|Book excerpt from Daphne Bramham's The Secret Lives of Saints: Child Brides and Lost Boys in Canada's Polygamous Mormon Sect|
By Marni Soupcoff|
National Post - Toronto, Ontario
The following is an excerpt from The Secret Lives of Saints: Child Brides and Lost Boys in Canada’s Polygamous Mormon Sect by Daphne Bramham.
In November 2001, a month after the United States, Canada and a coalition of other countries attacked Afghanistan in search of Osama bin Laden, President George W. Bush talked about the kind of life women and children were leading under the tyranny of the Taliban.
"Women are imprisoned in their homes, and are denied access to basic health care and education. Food sent to help starving people is stolen by their leaders. The religious monuments of other faiths are destroyed. Children are forbidden to fly kites, or sing songs," he said. "A girl of seven is beaten for wearing white shoes."
A few weeks later, Laura Bush filled in for her husband on his weekly radio spot. "All of us have an obligation to speak out," she said. "We may come from different backgrounds and faiths — but parents the world over love our children. We respect our mothers, our sisters and daughters. Fighting brutality against women and children is not the expression of a specific culture; it is the acceptance of our common humanity."

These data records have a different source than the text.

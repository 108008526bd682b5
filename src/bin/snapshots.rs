use std::fs;
use std::path::Path;

use image::{ImageReader, Rgba, RgbaImage};
use quadwarp::pass::{request_headless_device, BilinearSpritePass};
use quadwarp::sprite::{frame_transform, project_corners};
use quadwarp::utils::{Mat3, Rectangle, Size};
use quadwarp::{
    pack_tint, BilinearSurface, Distortion, PassConfig, PassUniforms, SpriteBatcher,
    SpriteInstance, UniformContext,
};

fn checkerboard(size: u32, cell: u32) -> RgbaImage {
    RgbaImage::from_fn(size, size, |x, y| {
        if ((x / cell) + (y / cell)) % 2 == 0 {
            Rgba([235, 235, 235, 255])
        } else {
            Rgba([40, 40, 40, 255])
        }
    })
}

fn save_texture_png(
    device: &wgpu::Device,
    queue: &wgpu::Queue,
    tex: &wgpu::Texture,
    path: &Path,
) -> anyhow::Result<()> {
    let size = tex.size();
    let bytes_per_row = ((size.width * 4 + 255) / 256) * 256; // align to 256
    let output = device.create_buffer(&wgpu::BufferDescriptor {
        label: Some("snapshot-output"),
        size: (bytes_per_row as u64) * (size.height as u64),
        usage: wgpu::BufferUsages::MAP_READ | wgpu::BufferUsages::COPY_DST,
        mapped_at_creation: false,
    });
    let mut encoder = device.create_command_encoder(&wgpu::CommandEncoderDescriptor {
        label: Some("snapshot-encoder"),
    });
    encoder.copy_texture_to_buffer(
        wgpu::ImageCopyTexture {
            texture: tex,
            mip_level: 0,
            origin: wgpu::Origin3d::ZERO,
            aspect: wgpu::TextureAspect::All,
        },
        wgpu::ImageCopyBuffer {
            buffer: &output,
            layout: wgpu::ImageDataLayout {
                offset: 0,
                bytes_per_row: Some(bytes_per_row),
                rows_per_image: Some(size.height),
            },
        },
        wgpu::Extent3d {
            width: size.width,
            height: size.height,
            depth_or_array_layers: 1,
        },
    );
    queue.submit(Some(encoder.finish()));

    let slice = output.slice(..);
    let (tx, rx) = std::sync::mpsc::channel();
    slice.map_async(wgpu::MapMode::Read, move |r| {
        tx.send(r).ok();
    });
    device.poll(wgpu::Maintain::Wait);
    rx.recv()??;
    let view = slice.get_mapped_range();
    let mut rgba = Vec::with_capacity((size.width * size.height * 4) as usize);
    for row in view.chunks(bytes_per_row as usize) {
        rgba.extend_from_slice(&row[..(size.width * 4) as usize]);
    }
    drop(view);
    output.unmap();

    let img = RgbaImage::from_raw(size.width, size.height, rgba)
        .ok_or_else(|| anyhow::anyhow!("readback size mismatch"))?;
    img.save(path)?;
    Ok(())
}

fn compare_with_tolerance(a_path: &Path, b_path: &Path, tolerance: u8) -> anyhow::Result<bool> {
    let a = ImageReader::open(a_path)?.decode()?.to_rgba8();
    let b = ImageReader::open(b_path)?.decode()?.to_rgba8();
    if a.dimensions() != b.dimensions() {
        return Ok(false);
    }
    Ok(a.pixels().zip(b.pixels()).all(|(pa, pb)| {
        let da = pa.0;
        let db = pb.0;
        (0..4).all(|i| da[i].abs_diff(db[i]) <= tolerance)
    }))
}

fn render_snapshot(name: &str, distortion: Distortion) -> anyhow::Result<()> {
    let (_instance, device, queue) = request_headless_device()?;
    let mut pass = BilinearSpritePass::new(
        &device,
        wgpu::TextureFormat::Rgba8UnormSrgb,
        PassConfig::default(),
    );

    let texture = pass.register_texture(&device, &queue, &checkerboard(256, 32));

    // Quad corners live in surface-projected space; screen placement goes
    // through the world transform so the solver sees undisplaced positions.
    let rect = Rectangle::new(0.0, 0.0, 200.0, 200.0);
    let surface = BilinearSurface::new(distortion);
    let sprite = SpriteInstance {
        corners: project_corners(&surface, rect),
        frame: Rectangle::new(0.0, 0.0, 1.0, 1.0),
        trans: frame_transform(Rectangle::new(0.0, 0.0, 1.0, 1.0), rect.size()),
        tint: pack_tint([1.0, 1.0, 1.0], 1.0),
        orig_size: rect.size(),
        texture,
    };

    let mut batcher = SpriteBatcher::new(pass.config());
    batcher.push(&sprite);

    let bound = PassUniforms {
        world_transform: Mat3::translation(32.0, 32.0),
        distortion,
    };
    let ctx = UniformContext {
        surface: Some(&bound),
        active: None,
        defaults: &PassUniforms::DEFAULT,
    };
    let uniforms = *ctx.resolve();

    let viewport = Size {
        width: 320.0,
        height: 320.0,
    };
    pass.prepare(&device, &queue, &batcher, &uniforms, viewport);

    let target = device.create_texture(&wgpu::TextureDescriptor {
        label: Some("snapshot-target"),
        size: wgpu::Extent3d {
            width: 320,
            height: 320,
            depth_or_array_layers: 1,
        },
        mip_level_count: 1,
        sample_count: 1,
        dimension: wgpu::TextureDimension::D2,
        format: wgpu::TextureFormat::Rgba8UnormSrgb,
        usage: wgpu::TextureUsages::RENDER_ATTACHMENT | wgpu::TextureUsages::COPY_SRC,
        view_formats: &[wgpu::TextureFormat::Rgba8UnormSrgb],
    });
    let view = target.create_view(&wgpu::TextureViewDescriptor::default());

    let mut encoder = device.create_command_encoder(&wgpu::CommandEncoderDescriptor {
        label: Some("snapshot-render"),
    });
    {
        let mut rpass = encoder.begin_render_pass(&wgpu::RenderPassDescriptor {
            label: Some("snapshot-pass"),
            color_attachments: &[Some(wgpu::RenderPassColorAttachment {
                view: &view,
                resolve_target: None,
                ops: wgpu::Operations {
                    load: wgpu::LoadOp::Clear(wgpu::Color {
                        r: 0.1,
                        g: 0.2,
                        b: 0.3,
                        a: 1.0,
                    }),
                    store: wgpu::StoreOp::Store,
                },
            })],
            depth_stencil_attachment: None,
            timestamp_writes: None,
            occlusion_query_set: None,
        });
        pass.draw(&mut rpass, &batcher);
    }
    queue.submit(Some(encoder.finish()));

    fs::create_dir_all("snapshots/actual").ok();
    fs::create_dir_all("snapshots/golden").ok();
    let out_actual = Path::new("snapshots/actual").join(format!("{name}.png"));
    let out_golden = Path::new("snapshots/golden").join(format!("{name}.png"));
    save_texture_png(&device, &queue, &target, &out_actual)?;
    if !out_golden.exists() {
        fs::copy(&out_actual, &out_golden)?;
    }
    let ok = compare_with_tolerance(&out_actual, &out_golden, 3)?;
    println!("{} snapshot {}", name, if ok { "OK" } else { "MISMATCH" });
    Ok(())
}

fn main() -> anyhow::Result<()> {
    env_logger::init();
    render_snapshot("affine_passthrough", Distortion::NONE)?;
    render_snapshot("warped_general", Distortion::new(0.0008, 0.0005))?;
    render_snapshot("warped_one_axis", Distortion::new(0.0, 0.002))?;
    Ok(())
}
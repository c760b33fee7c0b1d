use std::fmt;
use std::str::FromStr;

use serde::{Deserialize, Serialize};

use crate::error::LipsyncError;

/// Oculus-compatible viseme identifiers.
///
/// The string forms are the compatibility contract with the avatar rig and
/// must not change without coordinating with it.
#[derive(Debug, Clone, Copy, PartialEq, Eq, Hash, PartialOrd, Ord, Serialize, Deserialize)]
pub enum Viseme {
    /// Silence / mouth at rest
    #[serde(rename = "sil")]
    Sil,
    /// Bilabials: lips pressed together
    #[serde(rename = "PP")]
    Pp,
    /// Labiodentals
    #[serde(rename = "FF")]
    Ff,
    /// Interdentals
    #[serde(rename = "TH")]
    Th,
    /// Dental and alveolar stops
    #[serde(rename = "DD")]
    Dd,
    /// Velar and uvular stops
    #[serde(rename = "kk")]
    Kk,
    /// Postalveolars
    #[serde(rename = "CH")]
    Ch,
    /// Sibilants
    #[serde(rename = "SS")]
    Ss,
    /// Nasals
    #[serde(rename = "nn")]
    Nn,
    /// Trill
    #[serde(rename = "RR")]
    Rr,
    #[serde(rename = "aa")]
    Aa,
    E,
    I,
    O,
    U,
}

impl Viseme {
    /// Every viseme, in the order the rig enumerates them.
    pub const ALL: [Viseme; 15] = [
        Viseme::Sil,
        Viseme::Pp,
        Viseme::Ff,
        Viseme::Th,
        Viseme::Dd,
        Viseme::Kk,
        Viseme::Ch,
        Viseme::Ss,
        Viseme::Nn,
        Viseme::Rr,
        Viseme::Aa,
        Viseme::E,
        Viseme::I,
        Viseme::O,
        Viseme::U,
    ];

    pub fn as_str(&self) -> &'static str {
        match self {
            Self::Sil => "sil",
            Self::Pp => "PP",
            Self::Ff => "FF",
            Self::Th => "TH",
            Self::Dd => "DD",
            Self::Kk => "kk",
            Self::Ch => "CH",
            Self::Ss => "SS",
            Self::Nn => "nn",
            Self::Rr => "RR",
            Self::Aa => "aa",
            Self::E => "E",
            Self::I => "I",
            Self::O => "O",
            Self::U => "U",
        }
    }

    pub fn is_silence(&self) -> bool {
        matches!(self, Self::Sil)
    }
}

impl fmt::Display for Viseme {
    fn fmt(&self, f: &mut fmt::Formatter) -> fmt::Result {
        f.write_str(self.as_str())
    }
}

impl FromStr for Viseme {
    type Err = LipsyncError;

    fn from_str(s: &str) -> Result<Self, Self::Err> {
        Viseme::ALL
            .iter()
            .find(|v| v.as_str() == s)
            .copied()
            .ok_or_else(|| LipsyncError::UnknownViseme(s.to_string()))
    }
}

/// The names of all supported visemes, for validation by the renderer.
pub fn viseme_names() -> [&'static str; 15] {
    Viseme::ALL.map(|v| v.as_str())
}

/// A single emitted viseme with absolute timing.
#[derive(Debug, Clone, Copy, Serialize, Deserialize, PartialEq, Eq)]
pub struct VisemeEvent {
    pub viseme: Viseme,
    /// Start time in milliseconds
    pub start_ms: u32,
    /// Duration in milliseconds
    pub duration_ms: u32,
}

/// Output of the lip-sync pipeline: three parallel sequences.
///
/// `times` is non-decreasing and, when non-empty, the last viseme is always
/// [`Viseme::Sil`].
#[derive(Debug, Clone, Default, Serialize, Deserialize, PartialEq, Eq)]
pub struct VisemeSequence {
    pub visemes: Vec<Viseme>,
    /// Start times in milliseconds
    pub times: Vec<u32>,
    /// Durations in milliseconds
    pub durations: Vec<u32>,
}

impl VisemeSequence {
    pub fn len(&self) -> usize {
        self.visemes.len()
    }

    pub fn is_empty(&self) -> bool {
        self.visemes.is_empty()
    }

    /// Iterate the sequence as individual events.
    pub fn events(&self) -> impl Iterator<Item = VisemeEvent> + '_ {
        self.visemes
            .iter()
            .zip(&self.times)
            .zip(&self.durations)
            .map(|((&viseme, &start_ms), &duration_ms)| VisemeEvent {
                viseme,
                start_ms,
                duration_ms,
            })
    }

    /// End of the last event in milliseconds, 0 when empty. Saturates at `u32::MAX`.
    pub fn total_duration_ms(&self) -> u32 {
        self.events()
            .last()
            .map(|e| e.start_ms.saturating_add(e.duration_ms))
            .unwrap_or(0)
    }
}
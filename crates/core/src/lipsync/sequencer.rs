//! Viseme sequencing: walk normalized text, apply letter rules, time events.

use std::collections::HashMap;
use std::path::Path;

use serde::{Deserialize, Serialize};

use crate::error::{LipsyncError, Result};
use crate::language::rules::RuleTable;
use crate::types::{Viseme, VisemeSequence};

/// Upper bound on `ms_per_unit`; one relative unit never lasts longer than a minute.
pub const MAX_MS_PER_UNIT: f64 = 60_000.0;

/// Timing parameters for the sequencer, in relative units unless noted.
#[derive(Debug, Clone, Serialize, Deserialize, PartialEq)]
#[serde(default)]
pub struct TimingConfig {
    /// Base duration of each viseme
    pub viseme_durations: HashMap<Viseme, f64>,
    /// Pause durations for characters without rules
    pub special_durations: HashMap<char, f64>,
    /// Share of the base duration added when a viseme repeats
    pub repeat_factor: f64,
    /// Duration of the silence appended at the end
    pub trailing_silence: f64,
    /// Pause used for a space missing from `special_durations`
    pub default_pause: f64,
    /// Duration used for a viseme missing from `viseme_durations`
    pub fallback_duration: f64,
    /// Milliseconds per relative unit
    pub ms_per_unit: f64,
}

impl Default for TimingConfig {
    fn default() -> Self {
        let viseme_durations = [
            (Viseme::Aa, 1.0),
            (Viseme::E, 0.9),
            (Viseme::I, 0.85),
            (Viseme::O, 1.0),
            (Viseme::U, 0.9),
            (Viseme::Pp, 0.8),
            (Viseme::Ss, 1.2),
            (Viseme::Th, 1.0),
            (Viseme::Dd, 0.9),
            (Viseme::Ff, 0.9),
            (Viseme::Kk, 0.8),
            (Viseme::Nn, 0.8),
            (Viseme::Rr, 0.7),
            (Viseme::Ch, 1.1),
            (Viseme::Sil, 1.0),
        ]
        .into_iter()
        .collect();

        let special_durations = [(' ', 1.0), ('،', 3.0), ('-', 0.5), ('\'', 0.5)]
            .into_iter()
            .collect();

        Self {
            viseme_durations,
            special_durations,
            repeat_factor: 0.7,
            trailing_silence: 0.5,
            default_pause: 0.5,
            fallback_duration: 1.0,
            ms_per_unit: 80.0,
        }
    }
}

impl TimingConfig {
    /// Load a timing config from a JSON file. Missing fields keep their defaults.
    pub fn load(path: &Path) -> Result<Self> {
        let data = std::fs::read_to_string(path)?;
        let timing: Self = serde_json::from_str(&data)?;
        timing.validate()?;
        Ok(timing)
    }

    /// Reject durations that would move time backwards or overflow the
    /// millisecond scale.
    pub fn validate(&self) -> Result<()> {
        fn non_negative(field: String, value: f64) -> Result<()> {
            if !value.is_finite() {
                return Err(LipsyncError::InvalidTiming {
                    field,
                    value,
                    reason: "must be finite",
                });
            }
            if value < 0.0 {
                return Err(LipsyncError::InvalidTiming {
                    field,
                    value,
                    reason: "must not be negative",
                });
            }
            Ok(())
        }

        for (viseme, &d) in &self.viseme_durations {
            non_negative(format!("viseme_durations.{}", viseme), d)?;
        }
        for (c, &d) in &self.special_durations {
            non_negative(format!("special_durations.{:?}", c), d)?;
        }
        non_negative("repeat_factor".into(), self.repeat_factor)?;
        non_negative("trailing_silence".into(), self.trailing_silence)?;
        non_negative("default_pause".into(), self.default_pause)?;
        non_negative("fallback_duration".into(), self.fallback_duration)?;
        non_negative("ms_per_unit".into(), self.ms_per_unit)?;

        if self.ms_per_unit == 0.0 || self.ms_per_unit > MAX_MS_PER_UNIT {
            return Err(LipsyncError::InvalidTiming {
                field: "ms_per_unit".into(),
                value: self.ms_per_unit,
                reason: "must be positive and at most 60000",
            });
        }
        Ok(())
    }

    pub fn base_duration(&self, viseme: Viseme) -> f64 {
        self.viseme_durations
            .get(&viseme)
            .copied()
            .unwrap_or(self.fallback_duration)
    }

    pub fn pause_duration(&self, c: char) -> f64 {
        self.special_durations
            .get(&c)
            .copied()
            .unwrap_or(self.default_pause)
    }
}

/// Output under construction, still in relative units.
#[derive(Default)]
struct Timeline {
    visemes: Vec<Viseme>,
    times: Vec<f64>,
    durations: Vec<f64>,
    /// Cumulative time
    t: f64,
}

impl Timeline {
    fn push(&mut self, viseme: Viseme, duration: f64) {
        self.visemes.push(viseme);
        self.times.push(self.t);
        self.durations.push(duration);
        self.t += duration;
    }

    /// Emit a viseme, extending the previous event if it is the same one.
    fn emit(&mut self, viseme: Viseme, timing: &TimingConfig) {
        let base = timing.base_duration(viseme);
        if self.visemes.last() == Some(&viseme) {
            let extra = timing.repeat_factor * base;
            if let Some(last) = self.durations.last_mut() {
                *last += extra;
            }
            self.t += extra;
        } else {
            self.push(viseme, base);
        }
    }

    /// Scale to milliseconds. Must run after all accumulation.
    fn into_sequence(self, ms_per_unit: f64) -> VisemeSequence {
        let to_ms = |x: f64| (x * ms_per_unit).round().max(0.0) as u32;
        VisemeSequence {
            visemes: self.visemes,
            times: self.times.into_iter().map(to_ms).collect(),
            durations: self.durations.into_iter().map(to_ms).collect(),
        }
    }
}

/// Convert normalized text to a timed viseme sequence.
///
/// The first rule for the letter under the cursor that matches there wins.
/// Characters without rules are skipped, except spaces which become pauses.
/// A non-empty result always ends in silence.
pub fn words_to_visemes(text: &str, rules: &RuleTable, timing: &TimingConfig) -> VisemeSequence {
    // Byte offset of every char, so rules can match against the remaining text.
    let offsets: Vec<(usize, char)> = text.char_indices().collect();
    let mut timeline = Timeline::default();
    let mut cursor = 0;

    while cursor < offsets.len() {
        let (byte, c) = offsets[cursor];

        if rules.rules_for(c).is_some() {
            match rules.first_match(c, &text[byte..]) {
                Some(rule) => {
                    for &viseme in rule.visemes() {
                        timeline.emit(viseme, timing);
                    }
                    cursor += rule.advance().max(1);
                }
                None => {
                    log::trace!("No rule matched {:?} at {}", c, cursor);
                    cursor += 1;
                }
            }
        } else {
            if c == ' ' {
                timeline.push(Viseme::Sil, timing.pause_duration(c));
            } else {
                log::trace!("Skipping unmapped {:?} at {}", c, cursor);
            }
            cursor += 1;
        }
    }

    if matches!(timeline.visemes.last(), Some(v) if !v.is_silence()) {
        let t = timeline.t;
        timeline.visemes.push(Viseme::Sil);
        timeline.times.push(t);
        timeline.durations.push(timing.trailing_silence);
    }

    timeline.into_sequence(timing.ms_per_unit)
}
//! Context-sensitive letter rules mapping Arabic script to visemes.
//!
//! Rules are declared per trigger letter as `<left>[<core>]<right>=<visemes>`.
//! The left context, core letters and right context are concatenated into one
//! pattern that must match starting exactly at the cursor. When a rule fires
//! the cursor moves past the core letters only, never past the contexts.

use std::collections::HashMap;

use regex::Regex;

use crate::error::{LipsyncError, Result};
use crate::types::Viseme;

/// Built-in Modern Standard Arabic rules, in first-match-wins order per letter.
///
/// Some entries (`[آ]`, ` [ال]` under `ا`) start with a character other than
/// their key and so never fire from this table.
pub const ARABIC_RULES: &[(char, &[&str])] = &[
    ('ا', &["[ا]=O", "[آ]=O", " [ال]=aa nn"]),
    ('ب', &["[ب]=PP"]),
    ('ت', &["[ت]=DD", "[ة]=DD"]),
    ('ث', &["[ث]=TH"]),
    ('ج', &["[ج]=CH"]),
    ('ح', &["[ح]=aa"]),
    ('خ', &["[خ]=kk"]),
    ('د', &["[د]=DD"]),
    ('ذ', &["[ذ]=TH"]),
    ('ر', &["[ر]=RR"]),
    ('ز', &["[ز]=SS"]),
    ('س', &["[س]=SS"]),
    ('ش', &["[ش]=CH"]),
    ('ص', &["[ص]=SS"]),
    ('ض', &["[ض]=DD"]),
    ('ط', &["[ط]=DD"]),
    ('ظ', &["[ظ]=TH"]),
    ('ع', &["[ع]=aa"]),
    ('غ', &["[غ]=U"]),
    ('ف', &["[ف]=FF"]),
    ('ق', &["[ق]=kk"]),
    ('ك', &["[ك]=kk"]),
    ('ل', &["[ل]=I"]),
    ('م', &["[م]=PP"]),
    ('ن', &["[ن]=nn"]),
    ('ه', &["[ه]=aa"]),
    ('و', &["[و]=U"]),
    ('ي', &["[ي]=E", "[ى]=E", "[ئ]=E"]),
    ('ء', &["[ء]=aa"]),
];

lazy_static::lazy_static! {
    static ref ARABIC_RULE_TABLE: RuleTable =
        RuleTable::compile(ARABIC_RULES).expect("built-in Arabic rules are well-formed");
}

/// The compiled built-in Arabic rule table, shared process-wide.
pub fn arabic_rules() -> &'static RuleTable {
    &ARABIC_RULE_TABLE
}

/// A single compiled rule.
#[derive(Debug, Clone)]
pub struct ContextRule {
    matcher: Regex,
    advance: usize,
    visemes: Vec<Viseme>,
}

impl ContextRule {
    /// Compile one `<left>[<core>]<right>=<visemes>` declaration.
    ///
    /// An empty viseme list is allowed: the rule consumes its core letters and
    /// emits nothing.
    pub fn parse(rule: &str) -> Result<Self> {
        let malformed = |reason: String| LipsyncError::MalformedRule {
            rule: rule.to_string(),
            reason,
        };

        let pos_l = rule.find('[').ok_or_else(|| malformed("missing '['".into()))?;
        let pos_r = rule.find(']').ok_or_else(|| malformed("missing ']'".into()))?;
        let pos_e = rule.find('=').ok_or_else(|| malformed("missing '='".into()))?;
        if !(pos_l < pos_r && pos_r < pos_e) {
            return Err(malformed(
                "expected <left>[<core>]<right>=<visemes>".into(),
            ));
        }

        let left = &rule[..pos_l];
        let core = &rule[pos_l + 1..pos_r];
        let right = &rule[pos_r + 1..pos_e];

        let matcher = Regex::new(&format!("^(?:{}{}{})", left, core, right))
            .map_err(|e| malformed(e.to_string()))?;

        let visemes = rule[pos_e + 1..]
            .split_whitespace()
            .map(str::parse)
            .collect::<Result<Vec<Viseme>>>()?;

        Ok(Self {
            matcher,
            advance: core.chars().count(),
            visemes,
        })
    }

    /// Whether the rule matches at the very start of `remaining`.
    pub fn matches_at(&self, remaining: &str) -> bool {
        self.matcher.is_match(remaining)
    }

    /// Number of characters the cursor moves when this rule fires.
    pub fn advance(&self) -> usize {
        self.advance
    }

    pub fn visemes(&self) -> &[Viseme] {
        &self.visemes
    }
}

/// Ordered rules keyed by trigger letter. Immutable once compiled.
#[derive(Debug, Clone, Default)]
pub struct RuleTable {
    rules: HashMap<char, Vec<ContextRule>>,
}

impl RuleTable {
    /// Compile a declarative rule list, failing on the first malformed rule.
    ///
    /// Repeated keys append to the rules already declared for that letter.
    pub fn compile(declarations: &[(char, &[&str])]) -> Result<Self> {
        let mut rules: HashMap<char, Vec<ContextRule>> = HashMap::new();
        for (letter, decls) in declarations {
            let compiled = decls
                .iter()
                .map(|d| ContextRule::parse(d))
                .collect::<Result<Vec<_>>>()?;
            rules.entry(*letter).or_default().extend(compiled);
        }
        log::debug!("Compiled rules for {} letters", rules.len());
        Ok(Self { rules })
    }

    /// Rules declared for `letter`, or `None` if the letter has no entry.
    pub fn rules_for(&self, letter: char) -> Option<&[ContextRule]> {
        self.rules.get(&letter).map(Vec::as_slice)
    }

    /// First rule for `letter` matching at the start of `remaining`.
    pub fn first_match(&self, letter: char, remaining: &str) -> Option<&ContextRule> {
        self.rules_for(letter)?
            .iter()
            .find(|rule| rule.matches_at(remaining))
    }

    /// Number of trigger letters.
    pub fn len(&self) -> usize {
        self.rules.len()
    }

    pub fn is_empty(&self) -> bool {
        self.rules.is_empty()
    }
}

#[cfg(test)]
mod tests {
    use super::*;

    #[test]
    fn test_parse_simple_rule() {
        let rule = ContextRule::parse("[ب]=PP").unwrap();
        assert_eq!(rule.advance(), 1);
        assert_eq!(rule.visemes(), &[Viseme::Pp]);
        assert!(rule.matches_at("باب"));
        assert!(!rule.matches_at("اب"));
    }

    #[test]
    fn test_parse_multi_viseme_rule() {
        let rule = ContextRule::parse("[ال]=aa nn").unwrap();
        assert_eq!(rule.advance(), 2);
        assert_eq!(rule.visemes(), &[Viseme::Aa, Viseme::Nn]);
    }

    #[test]
    fn test_advance_counts_core_letters_only() {
        let rule = ContextRule::parse(" [ال]قمر=aa nn").unwrap();
        assert_eq!(rule.advance(), 2);
        assert!(rule.matches_at(" القمر"));
        assert!(!rule.matches_at("القمر"));
    }

    #[test]
    fn test_empty_viseme_list() {
        let rule = ContextRule::parse("[ـ]=").unwrap();
        assert_eq!(rule.advance(), 1);
        assert!(rule.visemes().is_empty());
    }

    #[test]
    fn test_match_is_anchored() {
        let rule = ContextRule::parse("[ت]=DD").unwrap();
        // The letter appears later in the text but not at the cursor.
        assert!(!rule.matches_at("بت"));
    }

    #[test]
    fn test_malformed_rules() {
        assert!(matches!(
            ContextRule::parse("ب]=PP"),
            Err(LipsyncError::MalformedRule { .. })
        ));
        assert!(matches!(
            ContextRule::parse("[ب=PP"),
            Err(LipsyncError::MalformedRule { .. })
        ));
        assert!(matches!(
            ContextRule::parse("[ب]PP"),
            Err(LipsyncError::MalformedRule { .. })
        ));
        assert!(matches!(
            ContextRule::parse("]ب[=PP"),
            Err(LipsyncError::MalformedRule { .. })
        ));
        assert!(matches!(
            ContextRule::parse("[(]=PP"),
            Err(LipsyncError::MalformedRule { .. })
        ));
    }

    #[test]
    fn test_unknown_viseme() {
        let err = ContextRule::parse("[ب]=XX").unwrap_err();
        assert!(matches!(err, LipsyncError::UnknownViseme(ref v) if v == "XX"));
    }

    #[test]
    fn test_compile_fails_fast() {
        let decls: &[(char, &[&str])] = &[('ب', &["[ب]=PP"]), ('ت', &["[ت]=ZZ"])];
        assert!(RuleTable::compile(decls).is_err());
    }

    #[test]
    fn test_builtin_table() {
        let table = arabic_rules();
        assert_eq!(table.len(), ARABIC_RULES.len());
        assert_eq!(table.rules_for('ا').unwrap().len(), 3);
        assert_eq!(table.rules_for('ي').unwrap().len(), 3);
        assert!(table.rules_for('ة').is_none());
        assert!(table.rules_for(' ').is_none());
        assert!(!table.is_empty());
        assert!(RuleTable::default().is_empty());
    }

    #[test]
    fn test_first_match_wins_in_declared_order() {
        let decls: &[(char, &[&str])] = &[('ب', &["[ب]ا=PP", "[ب]=FF"])];
        let table = RuleTable::compile(decls).unwrap();
        assert_eq!(table.first_match('ب', "با").unwrap().visemes(), &[Viseme::Pp]);
        assert_eq!(table.first_match('ب', "بت").unwrap().visemes(), &[Viseme::Ff]);
        assert!(table.first_match('ت', "ت").is_none());
    }

    #[test]
    fn test_repeated_keys_append() {
        let decls: &[(char, &[&str])] = &[('ب', &["[ب]ا=PP"]), ('ب', &["[ب]=FF"])];
        let table = RuleTable::compile(decls).unwrap();
        assert_eq!(table.len(), 1);
        assert_eq!(table.rules_for('ب').unwrap().len(), 2);
    }
}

The Bushes were referring to the Taliban in Afghanistan, but they might well have been talking about women and children in the United States and Canada living under the tyranny of the Fundamentalist Church of Jesus Christ of Latter Day Saints (FLDS), the largest polygamous sect in North America.
Until his imprisonment in 2007, Prophet Warren Jeffs controlled every aspect of the lives of more than 8,000 people, from where they live to whom and when they marry. Jeffs banned school, church, movies and television. He outlawed the colour red and even forbad his followers to use the word "fun." Along with his trusted councillors, Jeffs arranged and forced hundreds of marriages, some involving girls as young as 14 and men as old as or older than their fathers and grandfathers. Many of the brides have been transported across state borders as well as international borders with Canada and Mexico.
The roots of the FLDS are in Mormonism, although the name itself is a recent one. When the mainstream church renounced polygamy in 1890, dissidents splintered off and continued to practise plural marriage. The fundamentalists believe they are the only true Mormons because they continue to hold to founder Joseph Smith’s revelation that men must have multiple wives to enter the highest realm of heaven. There, in the "celestial kingdom," they will become gods, and their wives goddesses — albeit goddesses who must serve at the table of their gods for all eternity.
Polygamy has been illegal in Canada and the United States since 1890. But fundamentalist Mormonism is thriving in Utah, Arizona, Texas and British Columbia. There are dozens of different groups and thousands of so-called independents, which makes it impossible to know how many fundamentalists there are. Estimates range from 37,000 to 1 million across the continent, yet politicians have been loath to do anything about the people who call themselves Saints.
Politicians have not just looked the other way, they have in many instances made it easier for the Saints’ leaders to intimidate, control and abuse their followers. Nowhere is that more obvious than in Bountiful, British Columbia, and in the twin towns of Hildale, Utah, and Colorado City, Arizona.
In 1992, the B.C. government refused to enforce Canada’s law by charging the bishop of Bountiful, Winston Blackmore, with polygamy. Citing studies by several leading legal experts, the B.C. government said the law would not withstand a challenge under the Canadian Charter of Rights and Freedoms, which guarantees freedom of religion and association.
Those rights, however, are not unlimited. Twice since its decision not to prosecute polygamy, the B.C. government has successfully gone to court to force children of Jehovah’s Witnesses to submit to blood transfusions, even though that goes against their beliefs. The government’s argument: Religious belief cannot override a child’s right to health. Since the 1992 decision to effectively legalize polygamy in B.C., Bountiful’s population has more than tripled.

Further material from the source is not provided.